Степан не удержался от улыбки, подумав, что этой девочке уже тридцать. Странно, некоторые старые девы к этому возрасту обычно увядают, делаются замкнутыми и сварливыми, а с Ядвигой все наоборот — жизнерадостности ей не занимать, общительности — тоже.
В течение дня Степану никак не удавалось побыть с ней, она все время была то в окружении шумливой ребятни, то вместе с матерью и снохой. Поговорить им тоже ни разу не пришлось. Она лишь спросила его, вернувшись с ребятами из лавки, почему они называют ее уряж и что это такое. Степан объяснил, что так обращаются к снохе все родственники мужа, кто моложе ее.
В баню Степан ходил с отцом и взрослыми мальчишками. Он надеялся, что Ядвига туда не пойдет: она сроду не видела курной деревенской бани и никогда не мылась в таком многочисленном обществе. Но она пошла охотно, ее даже не пришлось уговаривать.
Женщины мылись до самого вечера. Степан даже успел немного соснуть. Его разбудила необычная суета в передней. Сюда внесли из задней избы большой семейный стол, придвинули к нему лавки, стали таскать еду. Марья на середину стола поставила бутылку водки, настоящей, казенной.

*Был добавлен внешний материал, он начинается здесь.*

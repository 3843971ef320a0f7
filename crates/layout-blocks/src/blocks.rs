mod builder;
pub use builder::Builder;

use crate::{
    engine::ConsistencyWarning, schema, BlockItem, Client, Error, JunctionDescriptor, Logging,
    Options, PermissionGate, Result, SetupResult,
};

use layout_blocks_core::ItemId;
use serde_json::Value;

use std::sync::Arc;

/// The blocks of one parent record's blocks field.
///
/// Holds the blocks loaded for the current parent in load order. Every
/// mutating operation checks the permission gate and placement rules
/// first, then calls the host, and only updates the in-memory list once
/// the host accepted the change.
#[derive(Debug)]
pub struct Blocks {
    pub(crate) client: Client,
    pub(crate) descriptor: Arc<JunctionDescriptor>,
    pub(crate) options: Arc<Options>,
    pub(crate) gate: Arc<dyn PermissionGate>,
    pub(crate) logging: Logging,

    pub(crate) parent: Option<ItemId>,
    pub(crate) blocks: Vec<BlockItem>,
    pub(crate) loading: bool,
    pub(crate) error: Option<Error>,
    pub(crate) warnings: Vec<ConsistencyWarning>,
    pub(crate) setup: Option<SetupResult>,
}

impl Blocks {
    pub fn builder() -> Builder {
        Builder::default()
    }

    /// An engine over an already probed junction.
    pub fn new(
        client: Client,
        descriptor: Arc<JunctionDescriptor>,
        options: Options,
        gate: Arc<dyn PermissionGate>,
    ) -> Blocks {
        Blocks {
            logging: client.logging(),
            client,
            descriptor,
            options: Arc::new(options),
            gate,
            parent: None,
            blocks: vec![],
            loading: false,
            error: None,
            warnings: vec![],
            setup: None,
        }
    }

    /// Loaded blocks, in load order.
    pub fn blocks(&self) -> &[BlockItem] {
        &self.blocks
    }

    pub fn block(&self, id: &ItemId) -> Option<&BlockItem> {
        self.blocks.iter().find(|block| &block.id == id)
    }

    pub fn descriptor(&self) -> &JunctionDescriptor {
        &self.descriptor
    }

    pub fn options(&self) -> &Options {
        &self.options
    }

    pub fn parent(&self) -> Option<&ItemId> {
        self.parent.as_ref()
    }

    pub fn is_loading(&self) -> bool {
        self.loading
    }

    /// The error of the last failed load.
    pub fn error(&self) -> Option<&Error> {
        self.error.as_ref()
    }

    pub fn warnings(&self) -> &[ConsistencyWarning] {
        &self.warnings
    }

    pub fn take_warnings(&mut self) -> Vec<ConsistencyWarning> {
        std::mem::take(&mut self.warnings)
    }

    /// Outcome of field provisioning, when it ran on open.
    pub fn setup_result(&self) -> Option<&SetupResult> {
        self.setup.as_ref()
    }

    pub fn permissions(&self) -> &dyn PermissionGate {
        &*self.gate
    }

    pub fn client(&self) -> &Client {
        &self.client
    }

    /// Initial payload for a new item of `collection`.
    pub async fn default_item_data(&self, collection: &str) -> Result<Value> {
        schema::default_item_data(&self.client, collection).await
    }
}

— Вставай, сынок, отпразднуем ваш приезд. Свадьбу мы не видели и не знаем, как она прошла, хорошо или плохо. Ну да бог с вами, бывают свадьбы и без родителей, не в Москву же нас было тащить, — говорила она, хлопоча вокруг стола.

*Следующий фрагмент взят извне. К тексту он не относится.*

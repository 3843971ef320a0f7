use super::string_or_list;

use serde::{Deserialize, Serialize};

/// A relation record from `GET /relations`.
///
/// The "many" side is `collection.field`; the "one" side is
/// `related_collection`, with the reverse alias field in `meta.one_field`.
/// A polymorphic relation has no `related_collection` and instead names the
/// column holding the target collection in `meta.one_collection_field`.
#[derive(Debug, Clone, Default, PartialEq, Serialize, Deserialize)]
pub struct Relation {
    pub collection: String,

    pub field: String,

    #[serde(default)]
    pub related_collection: Option<String>,

    #[serde(default)]
    pub meta: Option<RelationMeta>,
}

#[derive(Debug, Clone, Default, PartialEq, Serialize, Deserialize)]
pub struct RelationMeta {
    #[serde(default)]
    pub one_field: Option<String>,

    #[serde(default)]
    pub one_collection_field: Option<String>,

    #[serde(default, deserialize_with = "string_or_list")]
    pub one_allowed_collections: Vec<String>,

    #[serde(default)]
    pub junction_field: Option<String>,

    #[serde(default)]
    pub junction_collection: Option<String>,

    #[serde(default)]
    pub sort_field: Option<String>,

    #[serde(default, deserialize_with = "string_or_list")]
    pub special: Vec<String>,
}

impl Relation {
    pub fn one_field(&self) -> Option<&str> {
        self.meta.as_ref()?.one_field.as_deref()
    }

    pub fn one_collection_field(&self) -> Option<&str> {
        self.meta.as_ref()?.one_collection_field.as_deref()
    }

    pub fn junction_field(&self) -> Option<&str> {
        self.meta.as_ref()?.junction_field.as_deref()
    }

    pub fn allowed_collections(&self) -> &[String] {
        self.meta
            .as_ref()
            .map(|meta| &meta.one_allowed_collections[..])
            .unwrap_or(&[])
    }

    pub fn has_special(&self, marker: &str) -> bool {
        self.meta
            .as_ref()
            .is_some_and(|meta| meta.special.iter().any(|s| s == marker))
    }

    /// Returns `true` if this is the polymorphic (any-collection) side of a
    /// many-to-any relation.
    pub fn is_polymorphic(&self) -> bool {
        self.one_collection_field().is_some()
            || !self.allowed_collections().is_empty()
            || self.has_special("m2a")
    }
}
//! Gating of mutating block operations by the current user's rights.

use crate::Client;

use layout_blocks_core::schema::{Action, PermissionRecord, User};

use std::fmt::Debug;

/// Decides whether the current user may perform an action on a collection.
///
/// Checks never fail: anything a gate cannot decide is denied.
pub trait PermissionGate: Debug + Send + Sync + 'static {
    fn check(&self, collection: &str, action: Action) -> bool;

    fn can_link(&self, collection: &str) -> bool {
        self.check(collection, Action::Read)
    }

    fn can_duplicate(&self, collection: &str) -> bool {
        self.check(collection, Action::Read) && self.check(collection, Action::Create)
    }

    fn can_reorder(&self, collection: &str) -> bool {
        self.check(collection, Action::Update)
    }

    fn has_any(&self, collection: &str) -> bool {
        Action::ALL.iter().any(|&action| self.check(collection, action))
    }
}

/// What the editor may do with a blocks field, combining rights on the
/// junction with rights on the parent.
#[derive(Debug, Clone, Copy, PartialEq, Eq, Default)]
pub struct UserPermissions {
    pub create: bool,
    pub update: bool,
    pub delete: bool,
    pub reorder: bool,
    pub manage_areas: bool,
}

impl UserPermissions {
    pub fn all() -> UserPermissions {
        UserPermissions {
            create: true,
            update: true,
            delete: true,
            reorder: true,
            manage_areas: true,
        }
    }

    pub fn none() -> UserPermissions {
        UserPermissions::default()
    }
}

/// Collection holding field definitions on the host. Creating records in
/// it is what managing areas requires.
const FIELDS_COLLECTION: &str = "directus_fields";

/// The permission gate backed by the host's permission records.
#[derive(Debug, Clone)]
pub struct Permissions {
    state: State,
}

#[derive(Debug, Clone)]
enum State {
    /// The host reported no restrictions.
    Unrestricted,

    /// Permissions could not be determined.
    DenyAll,

    Records {
        user: Option<User>,
        records: Vec<PermissionRecord>,
    },
}

impl Permissions {
    /// Builds a gate from the user's permission records. An empty record
    /// list means the host applies no restrictions.
    pub fn new(user: Option<User>, records: Vec<PermissionRecord>) -> Permissions {
        let state = if records.is_empty() {
            State::Unrestricted
        } else {
            State::Records { user, records }
        };
        Permissions { state }
    }

    pub fn unrestricted() -> Permissions {
        Permissions {
            state: State::Unrestricted,
        }
    }

    pub fn deny_all() -> Permissions {
        Permissions {
            state: State::DenyAll,
        }
    }

    /// Loads the current user's permissions. Any failure yields a gate that
    /// denies everything.
    pub async fn fetch(client: &Client) -> Permissions {
        let records = match client.permissions().await {
            Ok(records) => records,
            Err(err) => {
                tracing::error!(error = %err, "failed to load permissions; denying all actions");
                return Permissions::deny_all();
            }
        };

        if records.is_empty() {
            debug!(client.logging(), "no permission records; access is unrestricted");
            return Permissions::unrestricted();
        }

        let user = match client.current_user().await {
            Ok(user) => user,
            Err(err) => {
                tracing::warn!(error = %err, "failed to load the current user");
                None
            }
        };

        debug!(
            client.logging(),
            records = records.len(),
            admin = user.as_ref().is_some_and(User::is_admin),
            "permissions loaded"
        );
        Permissions::new(user, records)
    }

    /// Whether `action` is granted on `field` of `collection`. Records
    /// without a field list, or listing `*`, cover every field.
    pub fn check_field(&self, collection: &str, action: Action, field: &str) -> bool {
        match &self.state {
            State::Unrestricted => true,
            State::DenyAll => false,
            State::Records { user, records } => match user {
                Some(user) if user.is_admin() => true,
                Some(user) => records.iter().any(|record| {
                    applies_to(record, user)
                        && record.grants(collection, action)
                        && record.covers_field(field)
                }),
                None => false,
            },
        }
    }

    /// Field-level update rights for each of `fields`.
    pub fn check_fields<'a>(&self, collection: &str, fields: &[&'a str]) -> Vec<(&'a str, bool)> {
        fields
            .iter()
            .map(|&field| (field, self.check_field(collection, Action::Update, field)))
            .collect()
    }

    /// Combined rights for editing the blocks stored in `junction` on
    /// records of `parent`.
    pub fn check_permissions(&self, junction: &str, parent: &str) -> UserPermissions {
        match self.state {
            State::Unrestricted => return UserPermissions::all(),
            State::DenyAll => return UserPermissions::none(),
            State::Records { .. } => {}
        }

        let parent_update = self.check(parent, Action::Update);
        let junction_update = self.check(junction, Action::Update);

        UserPermissions {
            create: self.check(junction, Action::Create) && parent_update,
            update: junction_update && parent_update,
            delete: self.check(junction, Action::Delete) && parent_update,
            reorder: junction_update && parent_update,
            manage_areas: self.check(FIELDS_COLLECTION, Action::Create),
        }
    }
}

impl PermissionGate for Permissions {
    fn check(&self, collection: &str, action: Action) -> bool {
        match &self.state {
            State::Unrestricted => true,
            State::DenyAll => false,
            State::Records { user, records } => match user {
                Some(user) if user.is_admin() => true,
                Some(user) => records
                    .iter()
                    .any(|record| applies_to(record, user) && record.grants(collection, action)),
                None => false,
            },
        }
    }
}

/// Records scoped to another role do not apply.
fn applies_to(record: &PermissionRecord, user: &User) -> bool {
    match (record.role.as_deref(), user.role_id()) {
        (Some(role), Some(user_role)) => role == user_role,
        _ => true,
    }
}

Степану опять стало не по себе от всей этой лживой истории с женитьбой, но что делать, приходится играть самим же выдуманную комедию.
Ядвига после бани была вся красная, как ягодка земляники. На ней было бледно-розовое платье, влажные волосы на голове завивались в колечки. Вся она светилась от внутреннего ожидания чего-то необыкновенного и радостного. Степан невольно засомневался: уж не специально ли она оказалась в доме родителей на положении его жены? Не подстроила ли все это умышленно? Но для чего? В одной постели с ним легко могла оказаться и в Москве, если бы захотела. Неужели есть какая-то особая прелесть в том, чтобы естественное чувство обставлять столь сложными и ненужными декорациями?
За столом Степан заметил, что отец тянется к водке куда больше прежнего. По первому ряду все выпили по полной. Рюмку заменяла обыкновенная стеклянная лампадка, какие зажигают перед образами. Ядвига тоже не отстала от других и, выпив, раскраснелась еще больше. Потом по второй, по третьей полностью пил один Дмитрий. Марья только поглядывала на него, но, не ограничивала, видимо, считаясь с обстановкой. И лишь когда Дмитрий налил себе четвертую лампадку и в бутылке уже больше не оставалось водки, она недовольно заметила:
— Можно подумать, что ты стараешься за всю родню, которая отсутствует здесь.
— Э-э-э, — протянул Дмитрий. — Нашу родню за один стол собрать не просто. Вся в Алтышеве, а Иван в Маньчжурии. Так что стараюсь за самого себя.
При упоминании о муже Вера для приличия всплакнула, а затем выпила протянутую свекром лампадку. На этом торжественный ужин завершился. Стол и скамейки убрали обратно в заднюю избу, Степан и Ядвига остались одни.